What you should do:
Only those lines running from the line that contains "be reported \" through the end of the material are to be written out, each exactly as shown.
- - -
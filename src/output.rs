//! Output formatting and styling module.
//!
//! All user-facing terminal output goes through [`OutputFormatter`]: colored
//! status lines, progress bars, the plan table and the run summaries.
//! Diagnostics belong to the `log` facade instead.

use crate::classifier::ClassificationMethod;
use crate::file_category::CategoryRegistry;
use crate::file_organizer::{MoveOutcome, MoveStatus};
use crate::planner::OrganizationPlan;
use crate::undo::UndoReport;
use colored::*;
use indicatif::{ProgressBar, ProgressStyle};
use std::collections::BTreeMap;
use std::path::Path;

/// Manages all CLI output with consistent styling and formatting.
pub struct OutputFormatter;

impl OutputFormatter {
    /// Prints a success message in green with a checkmark.
    ///
    /// # Example
    ///
    /// ```no_run
    /// use organize::output::OutputFormatter;
    /// OutputFormatter::success("Organization complete");
    /// ```
    pub fn success(message: &str) {
        println!("{} {}", "✓".green(), message);
    }

    /// Prints an error message in red with an X mark.
    pub fn error(message: &str) {
        eprintln!("{} {}", "✗".red(), message);
    }

    /// Prints a warning message in yellow with a warning symbol.
    pub fn warning(message: &str) {
        println!("{} {}", "⚠".yellow(), message);
    }

    /// Prints an info message in cyan.
    pub fn info(message: &str) {
        println!("{}", message.cyan());
    }

    pub fn header(header: &str) {
        println!("\n{}", header.bold());
    }

    pub fn dry_run_notice(message: &str) {
        println!("{}", format!("[DRY RUN] {}", message).yellow());
    }

    /// Creates a progress bar labelled with `message`.
    ///
    /// # Example
    ///
    /// ```no_run
    /// use organize::output::OutputFormatter;
    /// let pb = OutputFormatter::create_progress_bar(100, "Classifying");
    /// pb.inc(1);
    /// pb.finish_and_clear();
    /// ```
    pub fn create_progress_bar(total: u64, message: &str) -> ProgressBar {
        let style = ProgressStyle::default_bar()
            .template("{spinner:.cyan} [{bar:40.cyan/blue}] {pos}/{len} {msg}")
            .unwrap_or_else(|_| ProgressStyle::default_bar())
            .progress_chars("█▓░");
        let pb = ProgressBar::new(total);
        pb.set_style(style);
        pb.set_message(message.to_string());
        pb
    }

    /// Colors a confidence value: green from 0.8, yellow from 0.5, red below.
    pub fn confidence(value: f64) -> ColoredString {
        let text = format!("{:.0}%", value * 100.0);
        if value >= 0.8 {
            text.green()
        } else if value >= 0.5 {
            text.yellow()
        } else {
            text.red()
        }
    }

    /// Prints the registry as a table.
    pub fn categories_table(registry: &CategoryRegistry) {
        Self::header("CATEGORIES");
        let key_width = registry
            .all_categories()
            .iter()
            .map(|c| c.key.len())
            .max()
            .unwrap_or(0)
            .max(3);
        let path_width = registry
            .all_categories()
            .iter()
            .map(|c| c.path.len())
            .max()
            .unwrap_or(0)
            .max(11);

        println!(
            "{:<kw$} | {:<pw$} | {}",
            "Key".bold(),
            "Destination".bold(),
            "Description".bold(),
            kw = key_width,
            pw = path_width
        );
        println!("{}", "-".repeat(key_width + path_width + 40));
        for category in registry.all_categories() {
            println!(
                "{:<kw$} | {:<pw$} | {}",
                category.key.cyan(),
                category.path,
                category.description,
                kw = key_width,
                pw = path_width
            );
        }
    }

    /// Prints one row per planned move.
    pub fn plan_table(plan: &OrganizationPlan) {
        Self::header("PLAN");
        let rows: Vec<(String, &str, String, ClassificationMethod, f64)> = plan
            .entries
            .iter()
            .map(|entry| {
                let file = relative_display(&entry.source, &plan.source_root);
                let destination = relative_display(&entry.destination, &plan.output_root);
                (
                    file,
                    entry.category.name.as_str(),
                    destination,
                    entry.method,
                    entry.confidence(),
                )
            })
            .collect();

        let file_width = rows.iter().map(|r| r.0.len()).max().unwrap_or(0).max(4);
        let category_width = rows.iter().map(|r| r.1.len()).max().unwrap_or(0).max(8);
        let destination_width = rows.iter().map(|r| r.2.len()).max().unwrap_or(0).max(11);

        println!(
            "{:<fw$} | {:<cw$} | {:<dw$} | {:<9} | {}",
            "File".bold(),
            "Category".bold(),
            "Destination".bold(),
            "Method".bold(),
            "Confidence".bold(),
            fw = file_width,
            cw = category_width,
            dw = destination_width
        );
        println!(
            "{}",
            "-".repeat(file_width + category_width + destination_width + 36)
        );
        for (file, category, destination, method, confidence) in &rows {
            println!(
                "{:<fw$} | {:<cw$} | {:<dw$} | {:<9} | {}",
                file,
                category,
                destination,
                method.as_str(),
                Self::confidence(*confidence),
                fw = file_width,
                cw = category_width,
                dw = destination_width
            );
        }

        if !plan.skipped.is_empty() {
            Self::header("SKIPPED");
            for (path, reason) in &plan.skipped {
                println!(
                    " - {} ({})",
                    relative_display(path, &plan.source_root),
                    reason
                );
            }
        }
    }

    /// Prints how many entries each classification method produced.
    pub fn method_summary(plan: &OrganizationPlan) {
        Self::header("CLASSIFICATION METHODS");
        for (method, count) in plan.method_counts() {
            println!(
                "  {:<9} {:>4}  ({})",
                method.as_str(),
                count,
                Self::confidence(method.confidence())
            );
        }
    }

    /// Prints the per-category and per-method results of a run.
    pub fn organize_summary(outcomes: &[MoveOutcome], dry_run: bool) {
        Self::header(if dry_run { "DRY RUN SUMMARY" } else { "SUMMARY" });

        let mut by_category: BTreeMap<&str, usize> = BTreeMap::new();
        let mut by_method: BTreeMap<ClassificationMethod, usize> = BTreeMap::new();
        for outcome in outcomes.iter().filter(|o| !o.is_failure()) {
            *by_category.entry(outcome.entry.category.name.as_str()).or_insert(0) += 1;
            *by_method.entry(outcome.entry.method).or_insert(0) += 1;
        }
        let succeeded: usize = by_category.values().sum();

        let width = by_category
            .keys()
            .map(|name| name.len())
            .max()
            .unwrap_or(0)
            .max(8);
        println!(
            "{:<width$} | {}",
            "Category".bold(),
            "Files".bold(),
            width = width
        );
        println!("{}", "-".repeat(width + 10));
        for (category, count) in &by_category {
            println!(
                "{:<width$} | {} {}",
                category,
                count.to_string().green(),
                file_word(*count),
                width = width
            );
        }
        println!("{}", "-".repeat(width + 10));
        println!(
            "{:<width$} | {} {}",
            "Total".bold(),
            succeeded.to_string().green().bold(),
            file_word(succeeded),
            width = width
        );

        if !by_method.is_empty() {
            let methods: Vec<String> = by_method
                .iter()
                .map(|(method, count)| format!("{} {}", method, count))
                .collect();
            println!("By method: {}", methods.join(", "));
        }

        let failures: Vec<&MoveOutcome> = outcomes.iter().filter(|o| o.is_failure()).collect();
        if !failures.is_empty() {
            Self::header("FAILED");
            for outcome in failures {
                if let MoveStatus::Failed(e) = &outcome.status {
                    Self::error(&e.to_string());
                }
            }
        }
    }

    /// Prints the restored count and every failed restore.
    pub fn undo_summary(report: &UndoReport) {
        Self::header("UNDO SUMMARY");
        println!(
            "Restored: {} {}",
            report.restored_count().to_string().green(),
            file_word(report.restored_count())
        );

        let failures: Vec<_> = report.failures().collect();
        if !failures.is_empty() {
            println!("Failed: {}", failures.len().to_string().red());
            for (_, e) in failures {
                Self::error(&e.to_string());
            }
            Self::warning(&kept_log_hint(&report.log_path));
        }
    }
}

fn file_word(count: usize) -> &'static str {
    if count == 1 { "file" } else { "files" }
}

/// Shown when a partial undo keeps its log.
fn kept_log_hint(log_path: &Path) -> String {
    format!(
        "Undo log kept at {}. Entries restored in this run will be reported \
         as missing if --undo is run again; restore the failed files by hand, \
         then delete the log.",
        log_path.display()
    )
}

fn relative_display(path: &Path, root: &Path) -> String {
    path.strip_prefix(root)
        .unwrap_or(path)
        .display()
        .to_string()
}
- - -
Your response:
        "Undo log kept at {}. Entries restored in this run will be reported \
         as missing if --undo is run again; restore the failed files by hand, \
         then delete the log.",
        log_path.display()
    )
}

fn relative_display(path: &Path, root: &Path) -> String {
    path.strip_prefix(root)
        .unwrap_or(path)
        .display()
        .to_string()
}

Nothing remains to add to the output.